Ya no basta con rezar viene a confirmar esa regla, de manera honesta y atrevida. No esconde sus intenciones y ante las dudas propone ese final corajudo, en que el padre Jaime, enardecido, lanza una piedra hacia la fuerza policial. La imagen se constituye como el símbolo de una cinematografía chilena en ebullición e inquieta con los problemas de su tiempo. Cobra y refuerza la validez del cine como herramienta social, como soporte de denuncia y como medio de comunicación, que instala una reflexión y funciona más allá que una simple entretención.
Pese a cualquier imperfección narrativa que tenga la película, Francia se pone a la par con realizadores de esa misma época en América Latina, que tenían intenciones similares. Glauber Rocha y Jorge Sanjinés coincidían en que el cine no era el medio para lograr la revolución, sino que el cine era la revolución. Y hay un instante en la película de Francia, que evoca esa conciencia crítica desde la naturaleza misma de la imagen. En el momento en que el padre Jaime y el padre Justo van a dejar el cheque aportado por el empresario Osses, al médico responsable del policlínico, éste los saca del centro asistencial y los lleva a dar una vuelta por una serie de casuchas, que están en contacto directo con aguas sucias y peligros de infección. Las imágenes nos muestran rostros de niños sucios y familias que viven en condiciones precarias en sus viviendas desprolijas, mientras la voz del médico no se ha detenido. La secuencia aparece escapándose de la estructura narrativa del filme, haciendo un pequeño alto para la reflexión de lo que estamos presenciando. La orientación documental en tono de denuncia que posee esta escena es notable, porque en ella aparece más que nunca la autoría de Aldo Francia, su mano, su visión de lo que está pasando y el cine al servicio de esa visión (1). Ese médico que maneja durante su breve aparición un tono directo e incisivo, culmina su sentencia con una frase que va a marcar el sentimiento que contiene toda la película y que se conecta a su vez con la canción compuesta por los integrantes de Tiempo nuevo que le da el nombre al filme. El médico dice: “Mientras otros rezan, pongámosle el hombro” y se advierte ya una suerte de provocación y de preparación a lo que se viene. A la transición de un personaje que se desprende de su rol conciliador y salta a la lucha como único camino.

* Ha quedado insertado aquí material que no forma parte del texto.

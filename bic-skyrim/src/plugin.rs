//! The plugin object: lifecycle hooks and the menu event sink.
//!
//! The host calls [`BestInClassPlugin::init_instance`] once at load, then
//! forwards every menu open/close notification to
//! [`BestInClassPlugin::receive_event`]. Opening one of the three item menus
//! runs one select-then-mark pass over that menu's item list.

use std::collections::HashMap;
use std::path::Path;

use bic_core::metrics::{CounterSnapshot, PassCounters};
use bic_core::{InventoryItem, PassReport, run_pass};
use parking_lot::RwLock;
use tracing::{debug, error, info};

use crate::bridge::MenuItem;
use crate::config::{
    HostVersion, PLUGIN_NAME, PLUGIN_RELEASE, PLUGIN_VERSION, REQUIRED_HOST_VERSION,
    SkyrimConfig,
};
use crate::error::{PluginError, Result};
use crate::events::{EventResult, MenuKind, MenuOpenCloseEvent};
use crate::logging;

/// Gives access to the item list of an open menu.
pub trait MenuItemSource {
    /// Item type of the menu lists.
    type Item: InventoryItem;

    /// Items of `menu`, or `None` when the menu is not available.
    fn items_mut(&mut self, menu: MenuKind) -> Option<&mut [Self::Item]>;
}

impl<I: InventoryItem> MenuItemSource for HashMap<MenuKind, Vec<I>> {
    type Item = I;

    fn items_mut(&mut self, menu: MenuKind) -> Option<&mut [I]> {
        self.get_mut(&menu).map(Vec::as_mut_slice)
    }
}

/// Best-in-class plugin state.
#[derive(Default)]
pub struct BestInClassPlugin {
    config: RwLock<SkyrimConfig>,
    counters: PassCounters,
}

impl BestInClassPlugin {
    /// Create a plugin with the given configuration.
    #[must_use]
    pub fn new(config: SkyrimConfig) -> Self {
        Self {
            config: RwLock::new(config),
            counters: PassCounters::new(),
        }
    }

    /// Install logging at the configured level, check the host version and
    /// announce the plugin.
    ///
    /// # Errors
    /// Returns [`PluginError::Logging`] when `general.log_level` is not a
    /// valid filter, and [`PluginError::HostTooOld`] when `host` is older
    /// than [`REQUIRED_HOST_VERSION`].
    pub fn init_instance(&self, host: HostVersion) -> Result<()> {
        let level = self.config.read().core.general.log_level.clone();
        logging::init(&level)?;
        info!("Initializing {PLUGIN_NAME}");
        if !host.satisfies(REQUIRED_HOST_VERSION) {
            error!(%host, required = %REQUIRED_HOST_VERSION, "Host version is too old");
            return Err(PluginError::HostTooOld {
                required: REQUIRED_HOST_VERSION,
                found: host,
            });
        }
        info!("Current version is {PLUGIN_VERSION} ({PLUGIN_RELEASE})");
        Ok(())
    }

    /// Handle a menu open/close notification.
    ///
    /// Always lets the event continue to other sinks.
    pub fn receive_event<S: MenuItemSource>(
        &self,
        event: &MenuOpenCloseEvent,
        source: &mut S,
    ) -> EventResult {
        let Some(menu) = event.opened_menu() else {
            return EventResult::Continue;
        };
        self.mark_menu(menu, source);
        EventResult::Continue
    }

    /// Run one pass over `menu`'s items if the menu is enabled and available.
    pub fn mark_menu<S: MenuItemSource>(
        &self,
        menu: MenuKind,
        source: &mut S,
    ) -> Option<PassReport> {
        let config = self.config.read().clone();
        if !config.marks(menu) {
            debug!(%menu, "Marking disabled for menu");
            return None;
        }
        info!("Menu \"{menu}\" has been opened");

        let Some(items) = source.items_mut(menu) else {
            debug!(%menu, "Menu has no item list");
            return None;
        };
        let report = run_pass(items, &config.core.marker);
        self.counters.record(&report);
        Some(report)
    }

    /// Replace the configuration with the contents of `path`.
    ///
    /// # Errors
    /// Returns the load error; the current configuration is kept.
    pub fn reload_config(&self, path: &Path) -> Result<()> {
        let config = SkyrimConfig::from_file(path)?;
        info!(path = %path.display(), "Configuration reloaded");
        *self.config.write() = config;
        Ok(())
    }

    /// A copy of the current configuration.
    #[must_use]
    pub fn config(&self) -> SkyrimConfig {
        self.config.read().clone()
    }

    /// Totals across every pass so far.
    #[must_use]
    pub fn stats(&self) -> CounterSnapshot {
        self.counters.snapshot()
    }
}

/// Item lists of the currently open menus, keyed by menu.
pub type OpenMenus = HashMap<MenuKind, Vec<MenuItem>>;
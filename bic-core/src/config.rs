//! Configuration for best-in-class selection.
//!
//! Maps directly to the `[general]` and `[marker]` tables of the plugin's
//! TOML file. Every field has a default, so an empty file is valid.

use serde::{Deserialize, Serialize};

use crate::marker::StaleFlagPolicy;

/// Top-level configuration, loadable from TOML.
#[derive(Debug, Clone, PartialEq, Eq, Serialize, Deserialize, Default)]
pub struct BicConfig {
    /// General settings.
    #[serde(default)]
    pub general: GeneralConfig,
    /// Marker behavior.
    #[serde(default)]
    pub marker: MarkerConfig,
}

impl BicConfig {
    /// Load configuration from a TOML string.
    ///
    /// # Errors
    /// Returns `BicError::Config` if the TOML is invalid.
    pub fn from_toml(toml_str: &str) -> crate::error::Result<Self> {
        toml::from_str(toml_str).map_err(|e| crate::BicError::Config(e.to_string()))
    }

    /// Load configuration from a TOML file.
    ///
    /// # Errors
    /// Returns an error if the file cannot be read or parsed.
    pub fn from_file(path: &std::path::Path) -> crate::error::Result<Self> {
        let content = std::fs::read_to_string(path)?;
        Self::from_toml(&content)
    }
}

// ---------------------------------------------------------------------------
// Sub-configs
// ---------------------------------------------------------------------------

/// General system settings.
#[derive(Debug, Clone, PartialEq, Eq, Serialize, Deserialize)]
pub struct GeneralConfig {
    /// Master switch. When off, triggers do nothing.
    #[serde(default = "default_true")]
    pub enabled: bool,
    /// Log filter directive: trace, debug, info, warn, error.
    #[serde(default = "default_log_level")]
    pub log_level: String,
}

impl Default for GeneralConfig {
    fn default() -> Self {
        Self {
            enabled: true,
            log_level: "info".to_string(),
        }
    }
}

/// Marker configuration.
#[derive(Debug, Clone, Copy, PartialEq, Eq, Serialize, Deserialize, Default)]
pub struct MarkerConfig {
    /// Handling of flags left over from earlier passes.
    #[serde(default)]
    pub stale_flags: StaleFlagPolicy,
}

// ---------------------------------------------------------------------------
// Serde default helpers
// ---------------------------------------------------------------------------

fn default_true() -> bool { true }
fn default_log_level() -> String { "info".to_string() }

#[cfg(test)]
mod tests {
    use super::*;

    #[test]
    fn empty_toml_uses_defaults() {
        let config = BicConfig::from_toml("").expect("empty config parses");
        assert_eq!(config, BicConfig::default());
        assert!(config.general.enabled);
        assert_eq!(config.marker.stale_flags, StaleFlagPolicy::Keep);
    }

    #[test]
    fn parses_all_fields() {
        let config = BicConfig::from_toml(
            r#"
            [general]
            enabled = false
            log_level = "debug"

            [marker]
            stale_flags = "clear_non_winners"
            "#,
        )
        .expect("valid config");
        assert!(!config.general.enabled);
        assert_eq!(config.general.log_level, "debug");
        assert_eq!(config.marker.stale_flags, StaleFlagPolicy::ClearNonWinners);
    }

    #[test]
    fn rejects_unknown_policy() {
        let result = BicConfig::from_toml("[marker]\nstale_flags = \"sometimes\"");
        assert!(matches!(result, Err(crate::BicError::Config(_))));
    }

    #[test]
    fn loads_from_file() {
        let dir = tempfile::tempdir().expect("tempdir");
        let path = dir.path().join("bestinclass.toml");
        std::fs::write(&path, "[general]\nlog_level = \"warn\"\n").expect("write config");
        let config = BicConfig::from_file(&path).expect("load config");
        assert_eq!(config.general.log_level, "warn");
    }

    #[test]
    fn missing_file_is_io_error() {
        let result = BicConfig::from_file(std::path::Path::new("/nonexistent/bestinclass.toml"));
        assert!(matches!(result, Err(crate::BicError::Io(_))));
    }
}
//! Tracing subscriber setup for the plugin log.
//!
//! Every line carries a timestamp. The `BIC_LOG` environment variable, when
//! set, overrides the configured level.

use tracing::debug;
use tracing_subscriber::EnvFilter;

use crate::error::{PluginError, Result};

/// Environment variable that overrides `general.log_level`.
pub const LOG_ENV_VAR: &str = "BIC_LOG";

/// Build the filter from `level`, or from `BIC_LOG` when that is set and
/// valid. `level` is validated either way.
///
/// # Errors
/// Returns [`PluginError::Logging`] when `level` is not a valid directive.
pub fn filter(level: &str) -> Result<EnvFilter> {
    let configured = EnvFilter::try_new(level).map_err(|e| PluginError::Logging(e.to_string()))?;
    Ok(EnvFilter::try_from_env(LOG_ENV_VAR).unwrap_or(configured))
}

/// Install the global fmt subscriber.
///
/// Returns `false` when another global subscriber is already installed; the
/// existing one is left in place.
///
/// # Errors
/// Returns [`PluginError::Logging`] when `level` is not a valid directive.
pub fn init(level: &str) -> Result<bool> {
    let filter = filter(level)?;
    match tracing_subscriber::fmt()
        .with_env_filter(filter)
        .with_target(false)
        .try_init()
    {
        Ok(()) => Ok(true),
        Err(e) => {
            debug!(error = %e, "Keeping the existing global subscriber");
            Ok(false)
        }
    }
}
//! Menu lifecycle events delivered by the host UI.

use std::fmt;

/// Host menu name of the player inventory.
pub const INVENTORY_MENU: &str = "InventoryMenu";
/// Host menu name of the merchant trade screen.
pub const BARTER_MENU: &str = "BarterMenu";
/// Host menu name of the container transfer screen.
pub const CONTAINER_MENU: &str = "ContainerMenu";

/// The menus that get best-in-class marking.
#[derive(Debug, Clone, Copy, PartialEq, Eq, Hash)]
pub enum MenuKind {
    /// Player inventory.
    Inventory,
    /// Trading with a merchant.
    Barter,
    /// Looting or storing in a container.
    Container,
}

impl MenuKind {
    /// All recognized menus.
    pub const ALL: [MenuKind; 3] = [Self::Inventory, Self::Barter, Self::Container];

    /// Recognize a host menu name.
    #[must_use]
    pub fn from_menu_name(name: &str) -> Option<Self> {
        match name {
            INVENTORY_MENU => Some(Self::Inventory),
            BARTER_MENU => Some(Self::Barter),
            CONTAINER_MENU => Some(Self::Container),
            _ => None,
        }
    }

    /// The host's name for this menu.
    #[must_use]
    pub fn menu_name(self) -> &'static str {
        match self {
            Self::Inventory => INVENTORY_MENU,
            Self::Barter => BARTER_MENU,
            Self::Container => CONTAINER_MENU,
        }
    }
}

impl fmt::Display for MenuKind {
    fn fmt(&self, f: &mut fmt::Formatter<'_>) -> fmt::Result {
        f.write_str(self.menu_name())
    }
}

/// A menu was opened or closed.
#[derive(Debug, Clone, PartialEq, Eq)]
pub struct MenuOpenCloseEvent {
    /// Host menu name.
    pub menu_name: String,
    /// `true` when opening, `false` when closing.
    pub opening: bool,
}

impl MenuOpenCloseEvent {
    /// An opening event for `menu_name`.
    #[must_use]
    pub fn opened(menu_name: impl Into<String>) -> Self {
        Self {
            menu_name: menu_name.into(),
            opening: true,
        }
    }

    /// A closing event for `menu_name`.
    #[must_use]
    pub fn closed(menu_name: impl Into<String>) -> Self {
        Self {
            menu_name: menu_name.into(),
            opening: false,
        }
    }

    /// The recognized menu this event opens, if any.
    #[must_use]
    pub fn opened_menu(&self) -> Option<MenuKind> {
        if self.opening {
            MenuKind::from_menu_name(&self.menu_name)
        } else {
            None
        }
    }
}

/// What the host should do with the event after the sink has seen it.
#[derive(Debug, Clone, Copy, PartialEq, Eq)]
pub enum EventResult {
    /// Deliver the event to the remaining sinks.
    Continue,
    /// Stop delivery.
    Abort,
}

#[cfg(test)]
mod tests {
    use super::*;

    #[test]
    fn recognizes_three_menus() {
        for kind in MenuKind::ALL {
            assert_eq!(MenuKind::from_menu_name(kind.menu_name()), Some(kind));
        }
        assert_eq!(MenuKind::from_menu_name("MagicMenu"), None);
        assert_eq!(MenuKind::from_menu_name("inventorymenu"), None);
    }

    #[test]
    fn only_opening_events_open_a_menu() {
        assert_eq!(
            MenuOpenCloseEvent::opened(BARTER_MENU).opened_menu(),
            Some(MenuKind::Barter)
        );
        assert_eq!(MenuOpenCloseEvent::closed(BARTER_MENU).opened_menu(), None);
        assert_eq!(MenuOpenCloseEvent::opened("Journal Menu").opened_menu(), None);
    }
}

La imagen del piedrazo congelado, queda como documento de una ficción y también como documento de una época. En ambas está presente Aldo Francia, como un autor que confía enormemente en las posibilidades del cine.
(1) La escena me recuerda a un instante de la película Cabezas cortadas (1970), de Glauber Rocha, en que también parece haber un alto en el hilo narrativo, para —mediante el uso del plano ralentizado— proponer una reflexión sobre las problemáticas latinoamericanas de ese tiempo, con el personaje de Francisco Rabal sumergido en el barro, mirando a cámara, mientras la propia voz de Rocha es la que se hace presente.